=== THE PROBLEM ===
Locate each line below that includes "NewWorkload" and reproduce it.

Collected data
-------------------------
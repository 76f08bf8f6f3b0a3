// Dry-run wiring of the workload command: nothing on disk may change

use edgeboard::commands::workload::open_store;
use edgeboard::core::config::Config;
use edgeboard::core::reconciler::Reconciler;
use edgeboard::core::supervisor::{MemoryRegistry, RegistryCall, Supervisor, WorkerEnvironment};
use edgeboard::core::workload::{
    MediaSource, NewWorkload, Usecase, UsecaseMetadata, WorkloadStatus, WorkloadStore,
};
use std::fs;
use std::sync::Arc;
use tempfile::TempDir;

fn config_in(temp: &TempDir) -> Config {
    let config = Config {
        workers_dir: temp.path().join("workers"),
        media_dir: temp.path().join("media"),
        assets_dir: temp.path().join("assets"),
        state_dir: temp.path().join("state"),
        ..Default::default()
    };
    let venv_bin = config
        .workers_dir
        .join("instance-segmentation")
        .join(".venv")
        .join(if cfg!(windows) { "Scripts" } else { "bin" });
    fs::create_dir_all(&venv_bin).unwrap();
    fs::write(
        venv_bin.join(if cfg!(windows) { "python.exe" } else { "python" }),
        "",
    )
    .unwrap();
    fs::write(
        config.workers_dir.join("instance-segmentation").join("main.py"),
        "",
    )
    .unwrap();
    fs::create_dir_all(&config.media_dir).unwrap();
    fs::create_dir_all(&config.assets_dir).unwrap();
    config
}

/// Store over the real file, launching through an in-memory registry
fn seeded_store(config: &Config) -> WorkloadStore {
    let supervisor = Arc::new(Supervisor::new(
        Arc::new(MemoryRegistry::new()),
        WorkerEnvironment::new(&config.workers_dir),
    ));
    let reconciler = Reconciler::new(supervisor, &config.media_dir, &config.assets_dir);
    WorkloadStore::new(&config.workload_store_path(), Arc::new(reconciler))
}

fn segmentation_upload(name: &str) -> NewWorkload {
    NewWorkload {
        task: "vision".to_string(),
        usecase: Usecase::InstanceSegmentation,
        model: "yolo11n-seg".to_string(),
        devices: vec!["CPU".to_string()],
        source: Some(MediaSource::Upload {
            name: name.to_string(),
        }),
        port: 5997,
        metadata: UsecaseMetadata::Streaming { num_streams: 1 },
    }
}

#[tokio::test]
async fn test_dry_run_delete_keeps_record_and_upload() {
    let temp = TempDir::new().unwrap();
    let config = config_in(&temp);
    let upload = config.media_dir.join("clip.mp4");
    fs::write(&upload, b"video").unwrap();

    let store = seeded_store(&config);
    let workload = store.create(segmentation_upload("clip.mp4")).await.unwrap();
    let on_disk = fs::read_to_string(config.workload_store_path()).unwrap();

    let session = open_store(&config, true, false).await.unwrap();
    let deleted = session.store.delete(workload.id).await.unwrap();
    assert_eq!(deleted.id, workload.id);

    assert!(upload.exists());
    assert_eq!(
        fs::read_to_string(config.workload_store_path()).unwrap(),
        on_disk
    );
    assert_eq!(store.get(workload.id).unwrap().status, WorkloadStatus::Prepare);

    let recorded = session.recorded.expect("dry run records registry calls");
    assert_eq!(
        recorded.calls(),
        vec![RegistryCall::Forget {
            id: workload.id.to_string()
        }]
    );
    assert!(!config.process_table_path().exists());
}

#[tokio::test]
async fn test_dry_run_status_change_is_not_persisted() {
    let temp = TempDir::new().unwrap();
    let config = config_in(&temp);
    fs::write(config.media_dir.join("clip.mp4"), b"video").unwrap();

    let store = seeded_store(&config);
    let workload = store.create(segmentation_upload("clip.mp4")).await.unwrap();
    store
        .update_status(workload.id, WorkloadStatus::Active)
        .await
        .unwrap();

    let session = open_store(&config, true, false).await.unwrap();
    let changed = session
        .store
        .update_status(workload.id, WorkloadStatus::Inactive)
        .await
        .unwrap();
    assert_eq!(changed.status, WorkloadStatus::Inactive);

    assert_eq!(store.get(workload.id).unwrap().status, WorkloadStatus::Active);
}
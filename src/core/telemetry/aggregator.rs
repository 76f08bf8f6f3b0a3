//! Merge state for all telemetry sources.
//!
//! The aggregator is plain data: polling tasks ask it for a ticket before a
//! tick, hand the samples back when the tick settles, and publish the
//! resulting snapshot. It owns the per-source `idle -> loading -> idle`
//! state machine.

use serde::Serialize;
use std::collections::{BTreeMap, HashSet};

use super::{MetricSample, SourceKind};

#[derive(Debug, Clone, Copy, Default, PartialEq, Eq, Serialize)]
#[serde(rename_all = "snake_case")]
pub enum PollState {
    #[default]
    Idle,
    Loading,
}

/// Proof that a poll for `source` was admitted. Completing with an outdated
/// ticket is a no-op.
#[derive(Debug, Clone, Copy, PartialEq, Eq)]
pub struct PollTicket {
    source: SourceKind,
    generation: u64,
}

impl PollTicket {
    pub fn source(&self) -> SourceKind {
        self.source
    }
}

/// Latest known state of one source
#[derive(Debug, Clone, Default, Serialize)]
pub struct SourceSnapshot {
    pub state: PollState,
    /// The latest completed tick contained at least one transient failure
    pub has_error: bool,
    pub last_error: Option<String>,
    /// Ticks in a row that ended in error
    pub consecutive_failures: u32,
    /// Unix millis of the last completed tick
    pub updated_at: Option<i64>,
    /// Latest sample per device id (`""` for machine-wide sources)
    pub samples: BTreeMap<String, MetricSample>,
}

/// Merged view across all sources
#[derive(Debug, Clone, Default, Serialize)]
pub struct AggregatedSnapshot {
    pub sources: BTreeMap<SourceKind, SourceSnapshot>,
    /// Any source currently loading
    pub is_loading: bool,
    /// Any source whose latest tick ended in error
    pub has_errors: bool,
    pub timestamp: i64,
}

impl AggregatedSnapshot {
    pub fn source(&self, kind: SourceKind) -> Option<&SourceSnapshot> {
        self.sources.get(&kind)
    }

    pub fn sample(&self, kind: SourceKind, device_id: Option<&str>) -> Option<&MetricSample> {
        self.sources
            .get(&kind)?
            .samples
            .get(device_id.unwrap_or_default())
    }

    /// Settled and error free: safe to export
    pub fn is_settled(&self) -> bool {
        !self.is_loading && !self.has_errors
    }
}

#[derive(Debug, Default)]
struct SourceEntry {
    snapshot: SourceSnapshot,
    generation: u64,
}

#[derive(Debug, Default)]
pub struct Aggregator {
    entries: BTreeMap<SourceKind, SourceEntry>,
}

impl Aggregator {
    pub fn new() -> Self {
        Self::default()
    }

    /// Registers a source so it shows up in snapshots before its first tick.
    pub fn register(&mut self, kind: SourceKind) {
        self.entries.entry(kind).or_default();
    }

    /// Admit a poll for `kind`, or `None` if one is already in flight.
    pub fn begin(&mut self, kind: SourceKind) -> Option<PollTicket> {
        let entry = self.entries.entry(kind).or_default();
        if entry.snapshot.state == PollState::Loading {
            log::debug!("Skipping {} poll: previous tick still loading", kind);
            return None;
        }
        entry.generation += 1;
        entry.snapshot.state = PollState::Loading;
        Some(PollTicket {
            source: kind,
            generation: entry.generation,
        })
    }

    /// Merge the samples of a settled tick. Returns `false` when the ticket is
    /// stale and the samples were discarded.
    ///
    /// Devices absent from `samples` are dropped: the tick polled every device
    /// the source currently knows about.
    pub fn complete(&mut self, ticket: PollTicket, samples: Vec<MetricSample>) -> bool {
        let Some(entry) = self.entries.get_mut(&ticket.source) else {
            return false;
        };
        if entry.generation != ticket.generation || entry.snapshot.state != PollState::Loading {
            log::debug!("Discarding late {} samples", ticket.source);
            return false;
        }

        let failures: Vec<&MetricSample> =
            samples.iter().filter(|s| s.is_transient_error()).collect();
        let snapshot = &mut entry.snapshot;
        snapshot.has_error = !failures.is_empty();
        snapshot.last_error = failures.first().and_then(|s| {
            s.error().map(|e| match s.device_id() {
                Some(device) => format!("{}: {}", device, e.reason),
                None => e.reason.clone(),
            })
        });
        if snapshot.has_error {
            snapshot.consecutive_failures += 1;
        } else {
            snapshot.consecutive_failures = 0;
        }

        let polled: HashSet<String> = samples.iter().map(MetricSample::device_key).collect();
        snapshot.samples.retain(|key, _| polled.contains(key));
        for sample in samples {
            snapshot.samples.insert(sample.device_key(), sample);
        }

        snapshot.state = PollState::Idle;
        snapshot.updated_at = Some(chrono::Utc::now().timestamp_millis());
        true
    }

    /// Release a ticket without merging anything (the polling task is stopping).
    pub fn abandon(&mut self, ticket: PollTicket) {
        if let Some(entry) = self.entries.get_mut(&ticket.source) {
            if entry.generation == ticket.generation {
                entry.snapshot.state = PollState::Idle;
            }
        }
    }

    pub fn snapshot(&self) -> AggregatedSnapshot {
        let sources: BTreeMap<SourceKind, SourceSnapshot> = self
            .entries
            .iter()
            .map(|(kind, entry)| (*kind, entry.snapshot.clone()))
            .collect();

        AggregatedSnapshot {
            is_loading: sources.values().any(|s| s.state == PollState::Loading),
            has_errors: sources.values().any(|s| s.has_error),
            sources,
            timestamp: chrono::Utc::now().timestamp_millis(),
        }
    }
}
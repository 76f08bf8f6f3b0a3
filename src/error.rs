use std::io;
use thiserror::Error;

/// Custom error type for the edgeboard core
#[derive(Error, Debug)]
pub enum EdgeError {
    #[error("IO error: {0}")]
    Io(#[from] io::Error),

    #[error("JSON error: {0}")]
    Json(#[from] serde_json::Error),

    #[error("HTTP error: {0}")]
    Http(#[from] reqwest::Error),

    #[error("Configuration error: {0}")]
    Config(String),

    #[error("Validation failed: {0}")]
    Validation(String),

    #[error("Path traversal rejected: {0}")]
    PathTraversal(String),

    #[error("Worker launch failed: {0}")]
    Launch(String),

    #[error("No process registered for workload {0}")]
    ProcessNotRegistered(String),

    #[error("Process registry error: {0}")]
    Registry(String),

    #[error("Device discovery failed: {0}")]
    Discovery(String),

    #[error("Metric collection failed: {0}")]
    MetricCollection(String),

    #[error("Workload not found: {0}")]
    WorkloadNotFound(u64),

    #[error("{0}")]
    Other(String),
}

/// Result type alias for the edgeboard core
pub type Result<T> = std::result::Result<T, EdgeError>;

impl EdgeError {
    /// Create a config error
    pub fn config<S: Into<String>>(msg: S) -> Self {
        EdgeError::Config(msg.into())
    }

    /// Create a validation error
    pub fn validation<S: Into<String>>(msg: S) -> Self {
        EdgeError::Validation(msg.into())
    }

    pub fn path_traversal<S: Into<String>>(msg: S) -> Self {
        EdgeError::PathTraversal(msg.into())
    }

    /// Create a launch error (fatal to the operation, surfaces as `failed`)
    pub fn launch<S: Into<String>>(msg: S) -> Self {
        EdgeError::Launch(msg.into())
    }

    pub fn not_registered<S: Into<String>>(id: S) -> Self {
        EdgeError::ProcessNotRegistered(id.into())
    }

    pub fn registry<S: Into<String>>(msg: S) -> Self {
        EdgeError::Registry(msg.into())
    }

    pub fn discovery<S: Into<String>>(msg: S) -> Self {
        EdgeError::Discovery(msg.into())
    }

    pub fn metric_collection<S: Into<String>>(msg: S) -> Self {
        EdgeError::MetricCollection(msg.into())
    }

    /// Create a generic error
    pub fn other<S: Into<String>>(msg: S) -> Self {
        EdgeError::Other(msg.into())
    }

    /// Whether this error was a rejected input rather than an external failure
    pub fn is_validation(&self) -> bool {
        matches!(self, EdgeError::Validation(_) | EdgeError::PathTraversal(_))
    }
}
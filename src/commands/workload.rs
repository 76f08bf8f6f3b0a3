//! Workload command handlers.
//!
//! Each subcommand goes through the workload store, so status changes fire
//! the reconciler exactly as a dashboard edit would.

use anyhow::{bail, Context, Result};
use clap::ArgMatches;
use colored::*;
use std::sync::Arc;

use crate::core::config::Config;
use crate::core::devices::DeviceDiscovery;
use crate::core::reconciler::Reconciler;
use crate::core::supervisor::{
    LocalProcessRegistry, MemoryRegistry, ProcessRegistry, RegistryCall, Supervisor,
    WorkerEnvironment,
};
use crate::core::workload::{
    MediaSource, NewWorkload, Usecase, UsecaseMetadata, Workload, WorkloadStatus, WorkloadStore,
};

pub async fn execute(matches: &ArgMatches, config: &Config) -> Result<()> {
    let dry_run = matches.get_flag("dry-run");
    let check_devices = matches.get_flag("check-devices");

    if dry_run {
        println!(
            "{}",
            "DRY RUN MODE - No worker processes, workload records or uploads will be changed"
                .yellow()
                .bold()
        );
        println!();
    }

    let session = open_store(config, dry_run, check_devices).await?;
    let store = &session.store;

    let result = match matches.subcommand() {
        Some(("list", sub_matches)) => list(store, sub_matches.get_flag("json")),
        Some(("create", sub_matches)) => create(store, sub_matches).await,
        Some(("activate", sub_matches)) => {
            set_status(store, parse_id(sub_matches)?, WorkloadStatus::Active).await
        }
        Some(("deactivate", sub_matches)) => {
            set_status(store, parse_id(sub_matches)?, WorkloadStatus::Inactive).await
        }
        Some(("set-status", sub_matches)) => {
            let status = sub_matches
                .get_one::<String>("status")
                .context("Missing status")?
                .parse::<WorkloadStatus>()?;
            set_status(store, parse_id(sub_matches)?, status).await
        }
        Some(("delete", sub_matches)) => {
            let id = parse_id(sub_matches)?;
            let removed = store
                .delete(id)
                .await
                .with_context(|| format!("Failed to delete workload {}", id))?;
            println!("{} workload {}", "Deleted".green(), removed.id);
            Ok(())
        }
        _ => {
            println!("Use 'edgeboard workload --help' for more information.");
            Ok(())
        }
    };

    if let Some(recorded) = &session.recorded {
        print_recorded_calls(&recorded.calls());
    }
    result
}

/// Workload store wired to its reconciler
pub struct WorkloadSession {
    pub store: WorkloadStore,
    /// Registry calls captured instead of executed, in dry-run mode
    pub recorded: Option<Arc<MemoryRegistry>>,
}

/// Wire the store to a reconciler over the local registry.
///
/// A dry run works on an in-memory copy of the store, records registry calls
/// instead of executing them and keeps uploaded media.
pub async fn open_store(
    config: &Config,
    dry_run: bool,
    check_devices: bool,
) -> Result<WorkloadSession> {
    let recorded = dry_run.then(|| Arc::new(MemoryRegistry::new()));
    let registry: Arc<dyn ProcessRegistry> = match &recorded {
        Some(memory) => memory.clone(),
        None => Arc::new(
            LocalProcessRegistry::open(&config.process_table_path(), &config.logs_dir())
                .context("Failed to open process table")?,
        ),
    };

    let supervisor = Arc::new(Supervisor::new(
        registry,
        WorkerEnvironment::new(&config.workers_dir),
    ));
    let mut reconciler = Reconciler::new(supervisor, &config.media_dir, &config.assets_dir);
    if check_devices {
        let catalog = DeviceDiscovery::new(&config.gpu_tool).discover().await;
        reconciler = reconciler.with_catalog(catalog);
    }

    let store = if dry_run {
        WorkloadStore::detached_copy(
            &config.workload_store_path(),
            Arc::new(reconciler.keep_uploads()),
        )
        .context("Failed to read workload store")?
    } else {
        WorkloadStore::new(&config.workload_store_path(), Arc::new(reconciler))
    };

    Ok(WorkloadSession { store, recorded })
}

fn print_recorded_calls(calls: &[RegistryCall]) {
    println!();
    if calls.is_empty() {
        println!("{}", "Dry run: no worker would be touched.".dimmed());
        return;
    }
    println!("{}", "Dry run: worker actions that would run".yellow().bold());
    for call in calls {
        match call {
            RegistryCall::Launch { id, args } => {
                println!("  launch    {} {}", id.bold(), args.join(" ").dimmed())
            }
            RegistryCall::Relaunch { id } => println!("  resume    {}", id.bold()),
            RegistryCall::Terminate { id } => println!("  stop      {}", id.bold()),
            RegistryCall::Forget { id } => println!("  forget    {}", id.bold()),
        }
    }
}

fn parse_id(matches: &ArgMatches) -> Result<u64> {
    matches
        .get_one::<u64>("id")
        .copied()
        .context("Missing workload id")
}

fn list(store: &WorkloadStore, json_output: bool) -> Result<()> {
    let workloads = store.list().context("Failed to read workload store")?;

    if json_output {
        println!("{}", serde_json::to_string_pretty(&workloads)?);
        return Ok(());
    }

    if workloads.is_empty() {
        println!("{}", "No workloads.".dimmed());
        println!();
        println!("{}", "To create one, run:".white());
        println!(
            "  {}",
            "edgeboard workload create --usecase text-generation --model <MODEL> --device CPU --port 5001"
                .cyan()
                .bold()
        );
        return Ok(());
    }

    for workload in &workloads {
        print_workload(workload);
    }
    Ok(())
}

async fn create(store: &WorkloadStore, matches: &ArgMatches) -> Result<()> {
    let usecase = matches
        .get_one::<String>("usecase")
        .context("Missing usecase")?
        .parse::<Usecase>()?;
    let model = matches
        .get_one::<String>("model")
        .context("Missing model")?
        .clone();
    let devices: Vec<String> = matches
        .get_many::<String>("device")
        .map(|values| values.cloned().collect())
        .unwrap_or_default();
    let port = *matches.get_one::<u16>("port").context("Missing port")?;
    let task = matches
        .get_one::<String>("task")
        .cloned()
        .unwrap_or_else(|| usecase.as_str().to_string());
    let source = matches
        .get_one::<String>("source")
        .map(|s| MediaSource::parse(s))
        .transpose()?;
    let metadata = match matches.get_one::<u32>("streams") {
        Some(_) if !usecase.accepts_stream_count() => {
            bail!("--streams is not supported by the {} worker", usecase)
        }
        Some(&num_streams) => UsecaseMetadata::Streaming { num_streams },
        None => UsecaseMetadata::None,
    };

    let workload = store
        .create(NewWorkload {
            task,
            usecase,
            model,
            devices,
            source,
            port,
            metadata,
        })
        .await
        .context("Failed to create workload")?;

    print_workload(&workload);
    Ok(())
}

async fn set_status(store: &WorkloadStore, id: u64, status: WorkloadStatus) -> Result<()> {
    let workload = store
        .update_status(id, status)
        .await
        .with_context(|| format!("Failed to set workload {} to {}", id, status))?;

    if workload.status != status {
        println!(
            "{} workload {} ended up {}",
            "Warning:".yellow().bold(),
            id,
            colored_status(workload.status)
        );
    }
    print_workload(&workload);
    Ok(())
}

fn colored_status(status: WorkloadStatus) -> ColoredString {
    match status {
        WorkloadStatus::Prepare => status.as_str().yellow(),
        WorkloadStatus::Active => status.as_str().green(),
        WorkloadStatus::Inactive => status.as_str().dimmed(),
        WorkloadStatus::Failed => status.as_str().red().bold(),
    }
}

fn print_workload(workload: &Workload) {
    println!(
        "  {:>4}  {:<10} {:<30} {:<20} port {:<6} [{}]",
        workload.id.to_string().bold(),
        colored_status(workload.status),
        workload.usecase.as_str().cyan(),
        workload.model,
        workload.port,
        workload.devices.join(", ")
    );
}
-------------------------
=== ANSWER FOR THIS EXERCISE ===
    MediaSource, NewWorkload, Usecase, UsecaseMetadata, WorkloadStatus, WorkloadStore,
fn segmentation_upload(name: &str) -> NewWorkload {
    NewWorkload {
    MediaSource, NewWorkload, Usecase, UsecaseMetadata, Workload, WorkloadStatus, WorkloadStore,
        .create(NewWorkload {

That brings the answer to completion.